What to produce =
Tally the lines below containing the word "impl" and give that total alone.
== == ==
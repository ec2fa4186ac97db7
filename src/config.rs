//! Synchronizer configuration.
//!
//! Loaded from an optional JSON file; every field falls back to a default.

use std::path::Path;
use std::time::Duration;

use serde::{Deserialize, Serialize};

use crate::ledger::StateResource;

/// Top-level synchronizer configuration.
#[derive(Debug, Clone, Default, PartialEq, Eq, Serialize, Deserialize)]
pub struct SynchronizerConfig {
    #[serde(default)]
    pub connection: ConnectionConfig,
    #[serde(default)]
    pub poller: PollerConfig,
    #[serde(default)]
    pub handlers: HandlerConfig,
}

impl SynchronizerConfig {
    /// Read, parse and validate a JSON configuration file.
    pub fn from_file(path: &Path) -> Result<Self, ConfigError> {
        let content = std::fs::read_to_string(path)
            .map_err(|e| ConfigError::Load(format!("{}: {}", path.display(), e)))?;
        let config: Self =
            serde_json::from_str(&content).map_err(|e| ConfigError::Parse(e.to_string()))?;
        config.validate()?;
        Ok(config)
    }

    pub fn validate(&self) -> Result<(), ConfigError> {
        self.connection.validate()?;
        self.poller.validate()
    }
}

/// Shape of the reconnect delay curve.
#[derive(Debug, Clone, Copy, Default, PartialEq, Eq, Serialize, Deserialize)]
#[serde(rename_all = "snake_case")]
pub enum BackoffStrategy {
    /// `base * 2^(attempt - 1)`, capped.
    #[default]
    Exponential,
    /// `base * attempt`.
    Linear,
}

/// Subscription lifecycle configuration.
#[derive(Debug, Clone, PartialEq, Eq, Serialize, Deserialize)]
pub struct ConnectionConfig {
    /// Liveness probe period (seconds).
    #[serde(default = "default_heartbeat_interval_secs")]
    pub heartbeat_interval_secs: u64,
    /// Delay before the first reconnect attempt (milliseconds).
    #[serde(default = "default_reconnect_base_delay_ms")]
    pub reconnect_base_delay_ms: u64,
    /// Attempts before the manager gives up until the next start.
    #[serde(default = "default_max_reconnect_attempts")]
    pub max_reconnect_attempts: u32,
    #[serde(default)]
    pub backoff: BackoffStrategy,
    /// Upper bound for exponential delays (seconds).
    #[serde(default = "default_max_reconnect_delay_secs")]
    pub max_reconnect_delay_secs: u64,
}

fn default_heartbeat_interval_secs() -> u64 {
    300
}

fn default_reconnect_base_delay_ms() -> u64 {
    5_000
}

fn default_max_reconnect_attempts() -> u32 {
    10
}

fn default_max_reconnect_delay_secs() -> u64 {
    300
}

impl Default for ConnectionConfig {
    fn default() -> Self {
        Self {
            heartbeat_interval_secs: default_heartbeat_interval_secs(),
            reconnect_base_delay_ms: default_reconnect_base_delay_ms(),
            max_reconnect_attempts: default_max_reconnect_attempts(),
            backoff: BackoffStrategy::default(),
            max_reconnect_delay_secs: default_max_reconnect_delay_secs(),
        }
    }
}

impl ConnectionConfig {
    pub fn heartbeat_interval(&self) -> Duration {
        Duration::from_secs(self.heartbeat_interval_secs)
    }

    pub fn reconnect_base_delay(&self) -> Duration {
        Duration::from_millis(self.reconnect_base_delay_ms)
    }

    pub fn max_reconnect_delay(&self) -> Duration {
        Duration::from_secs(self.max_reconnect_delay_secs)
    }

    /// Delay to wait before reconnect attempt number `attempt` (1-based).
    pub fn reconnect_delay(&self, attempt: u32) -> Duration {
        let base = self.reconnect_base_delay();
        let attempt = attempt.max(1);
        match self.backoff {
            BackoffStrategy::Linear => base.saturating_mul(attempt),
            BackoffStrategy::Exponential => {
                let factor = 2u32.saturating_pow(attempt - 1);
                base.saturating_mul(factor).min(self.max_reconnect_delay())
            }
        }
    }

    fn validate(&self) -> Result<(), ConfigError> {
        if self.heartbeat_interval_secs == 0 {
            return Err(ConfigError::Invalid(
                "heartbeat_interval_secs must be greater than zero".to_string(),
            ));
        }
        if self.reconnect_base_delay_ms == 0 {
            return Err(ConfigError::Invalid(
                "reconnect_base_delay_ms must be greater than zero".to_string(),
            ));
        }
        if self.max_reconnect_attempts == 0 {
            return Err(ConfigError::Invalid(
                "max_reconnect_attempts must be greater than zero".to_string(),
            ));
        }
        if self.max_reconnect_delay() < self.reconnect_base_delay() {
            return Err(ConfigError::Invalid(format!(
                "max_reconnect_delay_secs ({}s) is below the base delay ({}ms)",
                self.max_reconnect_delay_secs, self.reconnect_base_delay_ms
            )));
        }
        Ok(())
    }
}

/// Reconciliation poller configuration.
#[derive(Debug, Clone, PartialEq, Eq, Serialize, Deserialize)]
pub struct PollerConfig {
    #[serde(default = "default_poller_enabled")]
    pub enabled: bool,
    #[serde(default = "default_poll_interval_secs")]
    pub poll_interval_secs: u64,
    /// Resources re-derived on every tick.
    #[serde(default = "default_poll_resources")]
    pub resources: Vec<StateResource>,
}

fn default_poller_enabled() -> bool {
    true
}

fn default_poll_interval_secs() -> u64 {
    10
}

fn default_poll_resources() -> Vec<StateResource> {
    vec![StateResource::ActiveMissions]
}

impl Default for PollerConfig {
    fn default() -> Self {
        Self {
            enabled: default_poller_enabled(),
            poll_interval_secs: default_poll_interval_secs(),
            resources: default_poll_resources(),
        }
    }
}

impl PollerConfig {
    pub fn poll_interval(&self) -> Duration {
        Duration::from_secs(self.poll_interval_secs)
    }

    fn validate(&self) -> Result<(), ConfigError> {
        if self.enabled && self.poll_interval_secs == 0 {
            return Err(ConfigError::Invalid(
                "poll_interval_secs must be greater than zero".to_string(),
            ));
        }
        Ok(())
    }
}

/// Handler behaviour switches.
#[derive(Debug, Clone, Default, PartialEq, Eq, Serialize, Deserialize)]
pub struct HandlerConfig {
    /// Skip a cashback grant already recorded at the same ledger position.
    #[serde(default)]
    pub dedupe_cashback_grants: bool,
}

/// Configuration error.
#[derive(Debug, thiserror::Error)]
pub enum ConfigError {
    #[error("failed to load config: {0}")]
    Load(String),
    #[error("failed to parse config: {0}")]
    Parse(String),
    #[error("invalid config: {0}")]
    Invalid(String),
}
== == ==
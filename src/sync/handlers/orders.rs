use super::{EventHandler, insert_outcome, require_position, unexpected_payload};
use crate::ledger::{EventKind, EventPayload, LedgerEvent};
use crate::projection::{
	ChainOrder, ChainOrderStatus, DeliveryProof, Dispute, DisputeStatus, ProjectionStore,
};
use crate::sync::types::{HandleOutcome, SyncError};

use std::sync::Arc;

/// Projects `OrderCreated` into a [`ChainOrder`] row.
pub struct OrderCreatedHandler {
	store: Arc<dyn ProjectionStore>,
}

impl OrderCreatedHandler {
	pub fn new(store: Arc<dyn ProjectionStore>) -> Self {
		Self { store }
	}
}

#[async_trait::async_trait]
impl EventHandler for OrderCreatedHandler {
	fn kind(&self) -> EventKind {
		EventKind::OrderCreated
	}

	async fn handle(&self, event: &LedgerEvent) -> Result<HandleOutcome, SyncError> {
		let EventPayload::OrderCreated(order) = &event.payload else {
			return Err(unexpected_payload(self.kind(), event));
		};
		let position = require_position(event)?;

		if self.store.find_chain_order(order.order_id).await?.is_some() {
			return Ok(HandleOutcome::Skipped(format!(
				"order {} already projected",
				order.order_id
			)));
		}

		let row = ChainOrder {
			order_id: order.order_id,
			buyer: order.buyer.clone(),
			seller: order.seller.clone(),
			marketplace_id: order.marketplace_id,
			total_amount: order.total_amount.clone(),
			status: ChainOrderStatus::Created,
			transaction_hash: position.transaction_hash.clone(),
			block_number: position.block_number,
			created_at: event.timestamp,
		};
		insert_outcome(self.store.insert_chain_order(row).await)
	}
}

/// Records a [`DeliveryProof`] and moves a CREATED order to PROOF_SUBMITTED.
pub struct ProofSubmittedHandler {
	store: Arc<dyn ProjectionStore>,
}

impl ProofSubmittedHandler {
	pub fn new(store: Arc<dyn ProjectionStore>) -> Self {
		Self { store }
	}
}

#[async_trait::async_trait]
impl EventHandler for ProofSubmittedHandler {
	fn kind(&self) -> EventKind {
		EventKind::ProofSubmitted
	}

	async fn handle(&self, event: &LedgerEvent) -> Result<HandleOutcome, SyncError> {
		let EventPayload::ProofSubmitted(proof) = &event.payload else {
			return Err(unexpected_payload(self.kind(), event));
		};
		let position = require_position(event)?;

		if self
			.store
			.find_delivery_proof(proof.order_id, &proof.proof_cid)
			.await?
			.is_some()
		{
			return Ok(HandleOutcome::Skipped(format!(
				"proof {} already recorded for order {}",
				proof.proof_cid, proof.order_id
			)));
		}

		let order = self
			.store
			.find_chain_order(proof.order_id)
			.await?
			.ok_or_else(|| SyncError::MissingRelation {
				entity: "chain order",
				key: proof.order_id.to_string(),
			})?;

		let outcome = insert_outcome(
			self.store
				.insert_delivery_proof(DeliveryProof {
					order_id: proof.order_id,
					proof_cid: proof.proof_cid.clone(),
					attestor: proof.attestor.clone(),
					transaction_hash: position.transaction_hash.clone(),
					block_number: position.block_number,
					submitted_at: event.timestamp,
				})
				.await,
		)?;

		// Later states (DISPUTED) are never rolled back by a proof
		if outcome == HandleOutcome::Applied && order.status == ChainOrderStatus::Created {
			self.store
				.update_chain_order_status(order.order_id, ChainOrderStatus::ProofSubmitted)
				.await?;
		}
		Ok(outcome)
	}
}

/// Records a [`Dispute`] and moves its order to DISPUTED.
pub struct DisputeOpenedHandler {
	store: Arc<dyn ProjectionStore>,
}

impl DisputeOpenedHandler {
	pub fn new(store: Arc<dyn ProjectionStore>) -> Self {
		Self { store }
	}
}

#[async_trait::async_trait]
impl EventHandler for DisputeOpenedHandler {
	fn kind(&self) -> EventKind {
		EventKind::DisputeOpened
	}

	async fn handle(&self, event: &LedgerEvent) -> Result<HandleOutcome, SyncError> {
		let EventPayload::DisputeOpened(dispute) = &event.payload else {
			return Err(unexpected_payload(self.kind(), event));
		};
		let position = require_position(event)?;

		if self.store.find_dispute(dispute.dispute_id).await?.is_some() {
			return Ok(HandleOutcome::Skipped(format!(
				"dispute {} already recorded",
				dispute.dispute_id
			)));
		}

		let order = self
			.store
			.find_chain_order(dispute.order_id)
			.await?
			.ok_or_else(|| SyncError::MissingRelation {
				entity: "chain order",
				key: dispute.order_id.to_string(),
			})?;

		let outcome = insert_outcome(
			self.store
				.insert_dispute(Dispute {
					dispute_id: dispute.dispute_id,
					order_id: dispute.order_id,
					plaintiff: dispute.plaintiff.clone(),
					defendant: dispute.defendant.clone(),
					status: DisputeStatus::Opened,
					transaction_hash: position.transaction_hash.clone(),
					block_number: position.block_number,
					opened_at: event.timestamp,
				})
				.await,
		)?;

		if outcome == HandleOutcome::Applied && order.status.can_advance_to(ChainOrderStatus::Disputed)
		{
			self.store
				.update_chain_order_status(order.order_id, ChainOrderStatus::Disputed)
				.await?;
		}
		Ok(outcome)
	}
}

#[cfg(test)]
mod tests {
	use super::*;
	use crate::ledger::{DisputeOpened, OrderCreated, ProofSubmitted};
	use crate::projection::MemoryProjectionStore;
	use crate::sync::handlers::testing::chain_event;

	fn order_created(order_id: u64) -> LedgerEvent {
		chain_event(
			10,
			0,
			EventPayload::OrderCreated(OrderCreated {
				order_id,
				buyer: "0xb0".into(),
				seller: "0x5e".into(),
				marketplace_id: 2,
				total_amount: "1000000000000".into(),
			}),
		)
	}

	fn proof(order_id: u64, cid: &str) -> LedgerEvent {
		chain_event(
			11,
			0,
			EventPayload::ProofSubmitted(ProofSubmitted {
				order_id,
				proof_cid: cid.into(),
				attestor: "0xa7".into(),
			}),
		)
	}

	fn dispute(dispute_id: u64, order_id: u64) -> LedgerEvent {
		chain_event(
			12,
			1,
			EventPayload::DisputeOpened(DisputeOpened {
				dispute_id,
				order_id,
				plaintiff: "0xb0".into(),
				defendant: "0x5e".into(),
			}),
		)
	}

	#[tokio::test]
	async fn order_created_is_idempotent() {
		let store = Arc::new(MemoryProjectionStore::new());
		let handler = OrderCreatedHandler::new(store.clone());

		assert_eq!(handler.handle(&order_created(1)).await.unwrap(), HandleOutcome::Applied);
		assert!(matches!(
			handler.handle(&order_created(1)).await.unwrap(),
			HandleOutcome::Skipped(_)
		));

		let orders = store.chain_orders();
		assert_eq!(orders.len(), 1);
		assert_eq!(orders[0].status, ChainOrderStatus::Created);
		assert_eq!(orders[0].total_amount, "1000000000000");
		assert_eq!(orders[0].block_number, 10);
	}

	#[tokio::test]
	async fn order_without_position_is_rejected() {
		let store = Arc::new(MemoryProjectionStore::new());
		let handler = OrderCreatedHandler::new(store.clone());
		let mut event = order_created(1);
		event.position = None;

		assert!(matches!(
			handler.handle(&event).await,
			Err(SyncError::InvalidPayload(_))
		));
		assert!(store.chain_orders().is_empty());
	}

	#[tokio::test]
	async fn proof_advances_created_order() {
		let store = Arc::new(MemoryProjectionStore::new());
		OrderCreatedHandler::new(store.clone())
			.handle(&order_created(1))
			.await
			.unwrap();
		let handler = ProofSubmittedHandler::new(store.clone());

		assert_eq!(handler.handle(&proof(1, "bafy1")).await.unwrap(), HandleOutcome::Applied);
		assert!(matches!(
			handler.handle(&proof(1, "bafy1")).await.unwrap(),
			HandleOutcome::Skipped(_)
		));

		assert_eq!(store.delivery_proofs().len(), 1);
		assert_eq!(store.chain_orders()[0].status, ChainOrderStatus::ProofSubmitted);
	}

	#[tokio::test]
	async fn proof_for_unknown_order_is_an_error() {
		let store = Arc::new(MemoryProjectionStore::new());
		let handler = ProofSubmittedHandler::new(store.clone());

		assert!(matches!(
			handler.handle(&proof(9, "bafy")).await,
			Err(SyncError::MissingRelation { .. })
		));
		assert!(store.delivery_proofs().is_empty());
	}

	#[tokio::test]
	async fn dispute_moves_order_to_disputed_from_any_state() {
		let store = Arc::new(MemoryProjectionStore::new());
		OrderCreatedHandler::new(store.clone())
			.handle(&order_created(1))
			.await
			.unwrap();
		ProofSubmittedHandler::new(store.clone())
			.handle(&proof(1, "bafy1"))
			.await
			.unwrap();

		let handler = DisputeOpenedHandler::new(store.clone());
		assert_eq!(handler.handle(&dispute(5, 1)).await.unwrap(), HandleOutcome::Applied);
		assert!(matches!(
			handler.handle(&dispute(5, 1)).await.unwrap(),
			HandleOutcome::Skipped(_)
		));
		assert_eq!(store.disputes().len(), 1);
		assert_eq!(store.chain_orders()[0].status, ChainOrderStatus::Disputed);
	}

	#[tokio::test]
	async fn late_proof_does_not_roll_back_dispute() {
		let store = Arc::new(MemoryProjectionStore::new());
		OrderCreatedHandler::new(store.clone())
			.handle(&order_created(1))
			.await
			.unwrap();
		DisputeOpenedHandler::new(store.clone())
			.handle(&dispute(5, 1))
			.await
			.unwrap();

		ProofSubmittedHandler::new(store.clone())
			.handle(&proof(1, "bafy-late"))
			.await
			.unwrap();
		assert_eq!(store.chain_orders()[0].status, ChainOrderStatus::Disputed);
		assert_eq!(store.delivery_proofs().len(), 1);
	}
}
== == ==
Your solution =
11